Comparing the test performance of dried-blood-spot and plasma HIV recent infection testing samples in a nationally scaled sex worker programme in Zimbabwe
Listed in
This article is not in any list yet, why not save it to one of your lists.Abstract
Recency testing can provide strategic insights as to whether a person newly diagnosed with HIV recently acquired their infection or not. To understand potential biases associated with HIV recency testing, we explored the extent sample type influences whether a person is assigned as being recent. Implementing a laboratory-based Recent Infection Testing Algorithm (RITA) across the Centre for Sexual Health and HIV/AIDS Research (CeSHHAR) key populations programme in Zimbabwe between October 2021 and January 2023, we compared plasma-based and dried-bloodspot (DBS) HIV recency samples. Over the study period, 24,976 individual female sex workers HIV tested, of whom 9.5% (2,363/24,979) newly tested HIV positive. Of these 2,363 women, 55.5% (1311/2,363) were offered and gave consent for a sample to be taken for DBS recency and viral load testing, among whom 11.7% (153/1,311) were classified as having a recent infection.
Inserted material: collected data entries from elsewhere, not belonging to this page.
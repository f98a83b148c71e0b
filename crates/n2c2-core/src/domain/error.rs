//! Domain-level error taxonomy for N2C2 evaluation.

use std::path::PathBuf;

use crate::domain::track::Track;

/// Errors produced while loading annotations or scoring them.
#[derive(Debug, thiserror::Error)]
pub enum EvalError {
    #[error("{path}: unexpected value (\"{value}\") for the {criterion} tag")]
    MalformedLabel {
        path: PathBuf,
        criterion: String,
        value: String,
    },

    #[error("{path}: tag {tag} is missing the `{attribute}` attribute")]
    MissingAttribute {
        path: PathBuf,
        tag: String,
        attribute: String,
    },

    #[error("{document}: required criterion {criterion} is missing")]
    MissingCriterion { document: String, criterion: String },

    #[error("document pair mismatch: gold {gold} vs system {system}")]
    PairMismatch { gold: String, system: String },

    #[error("invalid beta {0}: the F-score exponent must be a positive number")]
    InvalidBeta(f64),

    #[error("unsupported track: {0}")]
    UnsupportedTrack(Track),

    #[error("unknown criterion value: {0}")]
    UnknownValue(String),

    #[error("{path}: xml error: {source}")]
    Xml {
        path: PathBuf,
        #[source]
        source: roxmltree::Error,
    },

    #[error("{path}: io error: {source}")]
    Io {
        path: PathBuf,
        #[source]
        source: std::io::Error,
    },
}

/// Result type for evaluation operations.
pub type Result<T> = std::result::Result<T, EvalError>;
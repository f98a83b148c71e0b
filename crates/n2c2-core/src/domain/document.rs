//! Annotated documents and gold/system document pairs.

use std::collections::BTreeMap;
use std::path::{Path, PathBuf};

use crate::domain::criterion::{Criterion, CriterionRecord};
use crate::domain::error::{EvalError, Result};

/// Attribute carrying the label on each criterion tag.
const MET_ATTRIBUTE: &str = "met";

/// Element whose children are the criterion tags.
const TAGS_ELEMENT: &str = "TAGS";

/// One annotation file's criterion records, keyed by tag identifier.
///
/// Built once at load time and never mutated afterwards.
#[derive(Debug, Clone, PartialEq)]
pub struct Document {
    path: PathBuf,
    basename: String,
    tags: BTreeMap<String, CriterionRecord>,
}

impl Document {
    /// Read and parse an annotation file.
    pub fn load(path: &Path) -> Result<Self> {
        let text = std::fs::read_to_string(path).map_err(|source| EvalError::Io {
            path: path.to_path_buf(),
            source,
        })?;
        let doc = Self::parse(path, &text)?;
        tracing::debug!(path = %path.display(), tags = doc.tags.len(), "document parsed");
        Ok(doc)
    }

    /// Parse annotation XML already read from `path`.
    ///
    /// Element children of a `TAGS` element named after a scored criterion
    /// are criterion tags; any other tag is skipped unread. A criterion tag
    /// without a `met` attribute, or with a value other than `met` /
    /// `not met`, rejects the whole document.
    pub fn parse(path: &Path, text: &str) -> Result<Self> {
        let xml = roxmltree::Document::parse(text).map_err(|source| EvalError::Xml {
            path: path.to_path_buf(),
            source,
        })?;

        let mut records = Vec::new();
        for tags in xml
            .descendants()
            .filter(|n| n.is_element() && n.tag_name().name() == TAGS_ELEMENT)
        {
            for tag in tags.children().filter(|n| n.is_element()) {
                let name = tag.tag_name().name();
                if Criterion::from_tag(name).is_none() {
                    tracing::debug!(path = %path.display(), tag = name, "tag ignored");
                    continue;
                }
                let raw_value =
                    tag.attribute(MET_ATTRIBUTE)
                        .ok_or_else(|| EvalError::MissingAttribute {
                            path: path.to_path_buf(),
                            tag: name.to_uppercase(),
                            attribute: MET_ATTRIBUTE.to_string(),
                        })?;
                let record = CriterionRecord::parse(name, raw_value).map_err(|_| {
                    EvalError::MalformedLabel {
                        path: path.to_path_buf(),
                        criterion: name.to_uppercase(),
                        value: raw_value.to_string(),
                    }
                })?;
                records.push(record);
            }
        }

        Ok(Self::from_records(path, records))
    }

    /// Build a document from records that were already validated.
    ///
    /// A later record with the same identifier replaces an earlier one.
    pub fn from_records(path: &Path, records: impl IntoIterator<Item = CriterionRecord>) -> Self {
        let basename = path
            .file_name()
            .map(|n| n.to_string_lossy().into_owned())
            .unwrap_or_default();
        Self {
            path: path.to_path_buf(),
            basename,
            tags: records.into_iter().map(|r| (r.id.clone(), r)).collect(),
        }
    }

    pub fn path(&self) -> &Path {
        &self.path
    }

    /// File name without its directory, used to pair gold and system files.
    pub fn basename(&self) -> &str {
        &self.basename
    }

    /// All criterion records in the document.
    pub fn tags(&self) -> &BTreeMap<String, CriterionRecord> {
        &self.tags
    }

    /// Record for a scored criterion.
    ///
    /// A missing criterion is an error; it is never defaulted to a label.
    pub fn criterion(&self, criterion: Criterion) -> Result<&CriterionRecord> {
        self.tags
            .get(criterion.as_str())
            .ok_or_else(|| EvalError::MissingCriterion {
                document: self.path.display().to_string(),
                criterion: criterion.as_str().to_string(),
            })
    }
}

/// Gold and system annotations of the same file.
#[derive(Debug, Clone, PartialEq)]
pub struct DocumentPair {
    gold: Document,
    system: Document,
}

impl DocumentPair {
    /// Pair two documents; their base filenames must match.
    pub fn new(gold: Document, system: Document) -> Result<Self> {
        if gold.basename() != system.basename() {
            return Err(EvalError::PairMismatch {
                gold: gold.basename().to_string(),
                system: system.basename().to_string(),
            });
        }
        Ok(Self { gold, system })
    }

    pub fn gold(&self) -> &Document {
        &self.gold
    }

    pub fn system(&self) -> &Document {
        &self.system
    }

    pub fn basename(&self) -> &str {
        self.gold.basename()
    }
}

#[cfg(test)]
mod tests {
    use super::*;
    use crate::domain::criterion::CriterionValue;

    const SAMPLE: &str = r#"<?xml version="1.0" encoding="UTF-8" ?>
<PatientMatching>
  <TEXT><![CDATA[Record date: 2069-04-07]]></TEXT>
  <TAGS>
    <ABDOMINAL met="not met" />
    <english met=" Met " />
    <SMOKER met="met" />
  </TAGS>
</PatientMatching>"#;

    #[test]
    fn test_parse_collects_tags_with_normalized_values() {
        let doc = Document::parse(Path::new("gold/100.xml"), SAMPLE).expect("valid document");
        assert_eq!(doc.basename(), "100.xml");
        assert_eq!(doc.tags().len(), 2);

        let english = doc.criterion(Criterion::English).expect("english present");
        assert_eq!(english.value, CriterionValue::Met);
        let abdominal = doc.criterion(Criterion::Abdominal).expect("abdominal present");
        assert_eq!(abdominal.value, CriterionValue::NotMet);
        assert!(!doc.tags().contains_key("SMOKER"));
    }

    #[test]
    fn test_missing_criterion_is_an_error() {
        let doc = Document::parse(Path::new("gold/100.xml"), SAMPLE).unwrap();
        let err = doc.criterion(Criterion::Hba1c).unwrap_err();
        match err {
            EvalError::MissingCriterion { criterion, document } => {
                assert_eq!(criterion, "HBA1C");
                assert!(document.contains("100.xml"));
            }
            other => panic!("unexpected error: {other:?}"),
        }
    }

    #[test]
    fn test_malformed_label_names_file_and_tag() {
        let text = r#"<PatientMatching><TAGS><HBA1C met="maybe"/></TAGS></PatientMatching>"#;
        let err = Document::parse(Path::new("sys/7.xml"), text).unwrap_err();
        match err {
            EvalError::MalformedLabel {
                path,
                criterion,
                value,
            } => {
                assert_eq!(path, PathBuf::from("sys/7.xml"));
                assert_eq!(criterion, "HBA1C");
                assert_eq!(value, "maybe");
            }
            other => panic!("unexpected error: {other:?}"),
        }
    }

    #[test]
    fn test_missing_met_attribute_is_an_error() {
        let text = r#"<PatientMatching><TAGS><HBA1C/></TAGS></PatientMatching>"#;
        let err = Document::parse(Path::new("sys/7.xml"), text).unwrap_err();
        assert!(matches!(err, EvalError::MissingAttribute { ref tag, .. } if tag == "HBA1C"));
    }

    #[test]
    fn test_invalid_xml_is_an_error() {
        let err = Document::parse(Path::new("sys/7.xml"), "<PatientMatching><TAGS>").unwrap_err();
        assert!(matches!(err, EvalError::Xml { .. }));
    }

    #[test]
    fn test_non_criterion_tags_are_not_validated() {
        let mut text = String::from("<PatientMatching><TAGS>");
        for c in crate::domain::criterion::CRITERIA {
            text.push_str(&format!("<{} met=\"met\"/>", c.as_str()));
        }
        text.push_str(r#"<NOTE/><NOTE met="unknown"/></TAGS></PatientMatching>"#);

        let doc = Document::parse(Path::new("gold/5.xml"), &text).expect("extra tags ignored");
        assert_eq!(doc.tags().len(), 13);
        assert!(!doc.tags().contains_key("NOTE"));
        assert_eq!(
            doc.criterion(Criterion::Mi6mos).unwrap().value,
            CriterionValue::Met
        );
    }

    #[test]
    fn test_pair_requires_same_basename() {
        let gold = Document::parse(Path::new("gold/100.xml"), SAMPLE).unwrap();
        let system = Document::parse(Path::new("sys/101.xml"), SAMPLE).unwrap();
        let err = DocumentPair::new(gold, system).unwrap_err();
        assert!(matches!(err, EvalError::PairMismatch { .. }));
    }

    #[test]
    fn test_pair_accepts_same_basename_in_different_folders() {
        let gold = Document::parse(Path::new("gold/100.xml"), SAMPLE).unwrap();
        let system = Document::parse(Path::new("sys/100.xml"), SAMPLE).unwrap();
        let pair = DocumentPair::new(gold, system).expect("matching pair");
        assert_eq!(pair.basename(), "100.xml");
        assert_eq!(pair.gold().path(), Path::new("gold/100.xml"));
        assert_eq!(pair.system().path(), Path::new("sys/100.xml"));
    }
}
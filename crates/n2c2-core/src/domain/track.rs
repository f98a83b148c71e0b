//! Evaluation track and comparison mode selection.

use std::fmt;

use serde::{Deserialize, Serialize};

/// Shared-task track being scored.
///
/// The two tracks have unrelated comparison semantics: Track 1 compares
/// document-level criterion labels, Track 2 would match annotated spans.
/// Only Track 1 has an aggregator.
#[derive(Debug, Clone, Copy, Serialize, Deserialize, PartialEq, Eq, Hash, Default)]
#[serde(rename_all = "snake_case")]
pub enum Track {
    /// Cohort selection: `met` / `not met` per criterion, `*.xml` files.
    #[default]
    Track1,
    /// Adverse drug event spans, `*.ann` files.
    Track2,
}

impl Track {
    /// File extension (without the dot) of annotation files for this track.
    pub fn extension(self) -> &'static str {
        match self {
            Track::Track1 => "xml",
            Track::Track2 => "ann",
        }
    }

    /// Track number as used in report banners.
    pub fn number(self) -> u8 {
        match self {
            Track::Track1 => 1,
            Track::Track2 => 2,
        }
    }
}

impl fmt::Display for Track {
    fn fmt(&self, f: &mut fmt::Formatter<'_>) -> fmt::Result {
        write!(f, "track {}", self.number())
    }
}

/// Label compatibility mode.
///
/// `Lenient` exists for span-based comparison; criterion labels are always
/// compared exactly, whatever the mode.
#[derive(Debug, Clone, Copy, Serialize, Deserialize, PartialEq, Eq, Hash, Default)]
#[serde(rename_all = "snake_case")]
pub enum MatchMode {
    #[default]
    Strict,
    Lenient,
}

impl fmt::Display for MatchMode {
    fn fmt(&self, f: &mut fmt::Formatter<'_>) -> fmt::Result {
        match self {
            MatchMode::Strict => f.write_str("strict"),
            MatchMode::Lenient => f.write_str("lenient"),
        }
    }
}

/// Options for one evaluation run.
#[derive(Debug, Clone, Copy, Serialize, Deserialize, PartialEq, Eq, Default)]
pub struct EvalOptions {
    pub track: Track,
    pub mode: MatchMode,
}

impl EvalOptions {
    /// Override the comparison mode.
    pub fn with_mode(mut self, mode: MatchMode) -> Self {
        self.mode = mode;
        self
    }
}
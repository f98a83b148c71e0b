//! Confusion-matrix counts and the metrics derived from them.
//!
//! Every ratio with an empty denominator evaluates to `0.0`. A criterion can
//! legitimately have no positive (or no negative) instance in a corpus, and
//! aggregate reporting must still produce a number for it.

use std::fmt;
use std::ops::AddAssign;

use serde::{Deserialize, Serialize};

use crate::domain::error::{EvalError, Result};

/// Cell of the confusion matrix a single comparison falls into.
#[derive(Debug, Clone, Copy, PartialEq, Eq, Hash)]
pub enum Outcome {
    TruePositive,
    FalsePositive,
    TrueNegative,
    FalseNegative,
}

impl Outcome {
    /// Classify one comparison given whether gold and system carry the
    /// label under evaluation.
    pub fn classify(gold_has_label: bool, system_has_label: bool) -> Self {
        match (gold_has_label, system_has_label) {
            (true, true) => Outcome::TruePositive,
            (false, true) => Outcome::FalsePositive,
            (false, false) => Outcome::TrueNegative,
            (true, false) => Outcome::FalseNegative,
        }
    }
}

/// Metric names stored in a score table.
#[derive(Debug, Clone, Copy, Serialize, Deserialize, PartialEq, Eq, PartialOrd, Ord, Hash)]
#[serde(rename_all = "snake_case")]
pub enum Metric {
    Precision,
    Recall,
    F1,
    Specificity,
    Auc,
}

impl Metric {
    pub const ALL: [Metric; 5] = [
        Metric::Precision,
        Metric::Recall,
        Metric::F1,
        Metric::Specificity,
        Metric::Auc,
    ];
}

impl fmt::Display for Metric {
    fn fmt(&self, f: &mut fmt::Formatter<'_>) -> fmt::Result {
        let name = match self {
            Metric::Precision => "precision",
            Metric::Recall => "recall",
            Metric::F1 => "f1",
            Metric::Specificity => "specificity",
            Metric::Auc => "auc",
        };
        f.write_str(name)
    }
}

/// tp / tn / fp / fn counts for one binary comparison.
#[derive(Debug, Clone, Copy, Default, Serialize, Deserialize, PartialEq, Eq)]
pub struct Measures {
    pub true_positive: u64,
    pub true_negative: u64,
    pub false_positive: u64,
    pub false_negative: u64,
}

impl Measures {
    pub fn new(
        true_positive: u64,
        true_negative: u64,
        false_positive: u64,
        false_negative: u64,
    ) -> Self {
        Self {
            true_positive,
            true_negative,
            false_positive,
            false_negative,
        }
    }

    /// Count one comparison.
    pub fn record(&mut self, outcome: Outcome) {
        match outcome {
            Outcome::TruePositive => self.true_positive += 1,
            Outcome::FalsePositive => self.false_positive += 1,
            Outcome::TrueNegative => self.true_negative += 1,
            Outcome::FalseNegative => self.false_negative += 1,
        }
    }

    /// Add another counter's cells to this one.
    pub fn merge(&mut self, other: &Measures) {
        self.true_positive += other.true_positive;
        self.true_negative += other.true_negative;
        self.false_positive += other.false_positive;
        self.false_negative += other.false_negative;
    }

    /// Number of comparisons counted.
    pub fn total(&self) -> u64 {
        self.true_positive + self.true_negative + self.false_positive + self.false_negative
    }

    /// tp / (tp + fp)
    pub fn precision(&self) -> f64 {
        ratio(self.true_positive, self.true_positive + self.false_positive)
    }

    /// tp / (tp + fn)
    pub fn recall(&self) -> f64 {
        ratio(self.true_positive, self.true_positive + self.false_negative)
    }

    /// tn / (fp + tn)
    pub fn specificity(&self) -> f64 {
        ratio(self.true_negative, self.false_positive + self.true_negative)
    }

    pub fn sensitivity(&self) -> f64 {
        self.recall()
    }

    /// Weighted harmonic mean of precision and recall.
    ///
    /// `beta` must be greater than zero with a finite square.
    pub fn f_score(&self, beta: f64) -> Result<f64> {
        if !(beta * beta).is_finite() || beta <= 0.0 {
            return Err(EvalError::InvalidBeta(beta));
        }
        Ok(self.f_measure(beta))
    }

    pub fn f1(&self) -> f64 {
        self.f_measure(1.0)
    }

    /// Mean of sensitivity and specificity at the single operating point.
    ///
    /// This is not an integral over a ROC curve. Published Track 1 scores
    /// use this formula, so it is kept as is.
    pub fn auc(&self) -> f64 {
        (self.sensitivity() + self.specificity()) / 2.0
    }

    /// Value of `metric` for these counts.
    pub fn metric(&self, metric: Metric) -> f64 {
        match metric {
            Metric::Precision => self.precision(),
            Metric::Recall => self.recall(),
            Metric::F1 => self.f1(),
            Metric::Specificity => self.specificity(),
            Metric::Auc => self.auc(),
        }
    }

    fn f_measure(&self, beta: f64) -> f64 {
        let p = self.precision();
        let r = self.recall();
        let beta2 = beta * beta;
        let den = beta2 * p + r;
        if den == 0.0 {
            0.0
        } else {
            (1.0 + beta2) * p * r / den
        }
    }
}

impl AddAssign<&Measures> for Measures {
    fn add_assign(&mut self, rhs: &Measures) {
        self.merge(rhs);
    }
}

fn ratio(num: u64, den: u64) -> f64 {
    if den == 0 {
        0.0
    } else {
        num as f64 / den as f64
    }
}
//! Tracing setup for `n2c2-eval`.
//!
//! Log lines go to stderr; stdout carries the score table.

use tracing::level_filters::LevelFilter;
use tracing::Level;
use tracing_subscriber::layer::SubscriberExt;
use tracing_subscriber::util::SubscriberInitExt;
use tracing_subscriber::{fmt, EnvFilter};

/// Filter built from `RUST_LOG`, falling back to `level` for anything the
/// variable does not mention. Unparsable directives are dropped.
pub fn log_filter(level: Level) -> EnvFilter {
    EnvFilter::builder()
        .with_default_directive(LevelFilter::from_level(level).into())
        .from_env_lossy()
}

/// Install the global subscriber: plain text, or one JSON object per line.
///
/// Only the first call in a process takes effect.
pub fn init_tracing(json: bool, level: Level) {
    let text_layer = (!json).then(|| {
        fmt::layer()
            .with_target(false)
            .with_writer(std::io::stderr)
    });
    let json_layer = json.then(|| {
        fmt::layer()
            .json()
            .with_target(false)
            .with_current_span(true)
            .with_writer(std::io::stderr)
    });

    let _ = tracing_subscriber::registry()
        .with(log_filter(level))
        .with(text_layer)
        .with(json_layer)
        .try_init();
}

#[cfg(test)]
mod tests {
    use super::*;

    #[test]
    fn test_filter_defaults_to_requested_level() {
        if std::env::var_os("RUST_LOG").is_some() {
            return;
        }
        assert_eq!(log_filter(Level::WARN).max_level_hint(), Some(LevelFilter::WARN));
        assert_eq!(log_filter(Level::DEBUG).max_level_hint(), Some(LevelFilter::DEBUG));
    }

    #[test]
    fn test_init_tracing_twice_is_harmless() {
        init_tracing(false, Level::WARN);
        init_tracing(true, Level::DEBUG);
    }
}
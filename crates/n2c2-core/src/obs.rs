//! Structured lifecycle events for evaluation runs.
//!
//! Events are emitted at `info!` (or `warn!`) level with an `event` field so
//! JSON log consumers can filter on them.

use std::path::Path;

use tracing::{info, warn};

use crate::domain::track::Track;

/// RAII guard that enters an evaluation-scoped span.
///
/// ```ignore
/// let _span = EvalSpan::enter(Track::Track1, "gold", "system");
/// ```
pub struct EvalSpan {
    _span: tracing::span::EnteredSpan,
}

impl EvalSpan {
    pub fn enter(track: Track, gold: &Path, system: &Path) -> Self {
        let span = tracing::info_span!(
            "n2c2.eval",
            track = %track,
            gold = %gold.display(),
            system = %system.display(),
        );
        Self {
            _span: span.entered(),
        }
    }
}

/// Emit event: folders listed and intersected.
pub fn emit_corpus_matched(common: usize, skipped_gold: usize, skipped_system: usize) {
    info!(
        event = "corpus.matched",
        common = common,
        skipped_gold = skipped_gold,
        skipped_system = skipped_system,
    );
}

/// Emit event: no file name is shared by the two folders.
pub fn emit_no_matching_files(gold: &Path, system: &Path) {
    warn!(
        event = "corpus.no_match",
        gold = %gold.display(),
        system = %system.display(),
    );
}

/// Emit event: one annotation file parsed.
pub fn emit_document_loaded(path: &Path, tags: usize) {
    info!(event = "document.loaded", path = %path.display(), tags = tags);
}

/// Emit event: scoring completed.
pub fn emit_evaluation_finished(track: Track, pairs: usize, micro_f1: f64, macro_f1: f64) {
    info!(
        event = "evaluation.finished",
        track = %track,
        pairs = pairs,
        micro_f1 = micro_f1,
        macro_f1 = macro_f1,
    );
}
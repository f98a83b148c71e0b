//! Domain models for N2C2 evaluation.
//!
//! - `Criterion` / `CriterionValue` / `CriterionRecord`: single labeled judgments
//! - `Document` / `DocumentPair`: one annotation file, and gold/system pairs
//! - `Track` / `MatchMode` / `EvalOptions`: run selection
//! - `EvalError`: error taxonomy

pub mod criterion;
pub mod document;
pub mod error;
pub mod track;

pub use criterion::{Criterion, CriterionRecord, CriterionValue, CRITERIA};
pub use document::{Document, DocumentPair};
pub use error::{EvalError, Result};
pub use track::{EvalOptions, MatchMode, Track};
use schemars::JsonSchema;
use serde::{Deserialize, Serialize};

/// Page palette as `#rrggbb` strings.
#[derive(Debug, Clone, PartialEq, Eq, Serialize, Deserialize, JsonSchema)]
#[serde(default)]
pub struct ThemeColors {
    /// Main brand colour.
    pub primary: String,
    /// Secondary brand colour.
    pub secondary: String,
    /// Highlight colour.
    pub accent: String,
    /// Page background.
    pub background: String,
    /// Text colour.
    pub foreground: String,
}

impl Default for ThemeColors {
    fn default() -> Self {
        Self {
            primary: "#5100ff".to_owned(),
            secondary: "#00ff80".to_owned(),
            accent: "#ffcc00".to_owned(),
            background: "#0a0a0f".to_owned(),
            foreground: "#ffffff".to_owned(),
        }
    }
}

impl ThemeColors {
    /// Primary, secondary, and accent as shader colours. Unparseable
    /// entries become black.
    pub fn triad(&self) -> [[f32; 3]; 3] {
        [&self.primary, &self.secondary, &self.accent]
            .map(|hex| hex_to_rgb(hex).unwrap_or([0.0; 3]))
    }
}

/// Parse `#rrggbb` (leading `#` optional) into `0..=1` floats.
pub fn hex_to_rgb(hex: &str) -> Option<[f32; 3]> {
    let digits = hex.strip_prefix('#').unwrap_or(hex);
    if digits.len() != 6 || !digits.is_ascii() {
        return None;
    }
    let channel = |at: usize| {
        u8::from_str_radix(&digits[at..at + 2], 16)
            .ok()
            .map(|v| f32::from(v) / 255.0)
    };
    Some([channel(0)?, channel(2)?, channel(4)?])
}

/// `r,g,b` with each channel scaled to `0..=255`, for CSS `rgb()`/`rgba()`.
pub fn css_rgb(color: [f32; 3]) -> String {
    let [r, g, b] = color.map(|c| (c.clamp(0.0, 1.0) * 255.0).round() as u8);
    format!("{r},{g},{b}")
}

#[cfg(test)]
mod tests {
    use super::*;

    #[test]
    fn parses_hex_colours() {
        let [r, g, b] = hex_to_rgb("#5100ff").unwrap();
        assert!((r - 0.318).abs() < 1e-3);
        assert_eq!(g, 0.0);
        assert_eq!(b, 1.0);
        assert_eq!(hex_to_rgb("ffffff"), Some([1.0, 1.0, 1.0]));
    }

    #[test]
    fn rejects_malformed_hex() {
        assert_eq!(hex_to_rgb("#fff"), None);
        assert_eq!(hex_to_rgb("#gg0000"), None);
        assert_eq!(hex_to_rgb(""), None);
        assert_eq!(hex_to_rgb("#ééé"), None);
    }

    #[test]
    fn css_rgb_rounds_and_clamps() {
        assert_eq!(css_rgb([0.318, 0.0, 1.0]), "81,0,255");
        assert_eq!(css_rgb([-1.0, 2.0, 0.5]), "0,255,128");
    }
}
A subset of 464 women were offered and consented to paired sample collection, among whom 10.1% (47) and 12.3% (57) of plasma and DBS samples, respectively, were classified as recent. Overall, categorical determination was good, with 97% of results concordant. Of 58 women with paired sample collection who had a test result classified as recent, 46 (79.3%) were concordant recent on both DBS and plasma, with 12 (20.7%) being dis-concordant. Of these 12 women’s samples, 11 were deemed long-standing by the plasma assay but recent by the paired DBS, and one deemed long-standing by DBS but recent by the paired plasma sample. Depending on use-case and setting, there are trade-offs when considering DBS or plasma-based samples between test performance and ease of implementation. Our data can help inform statistical adjustments to harmonise cut-offs on DBS and plasma assays, thereby improving the use and interpretation of recency assays in population-level HIV surveillance activities.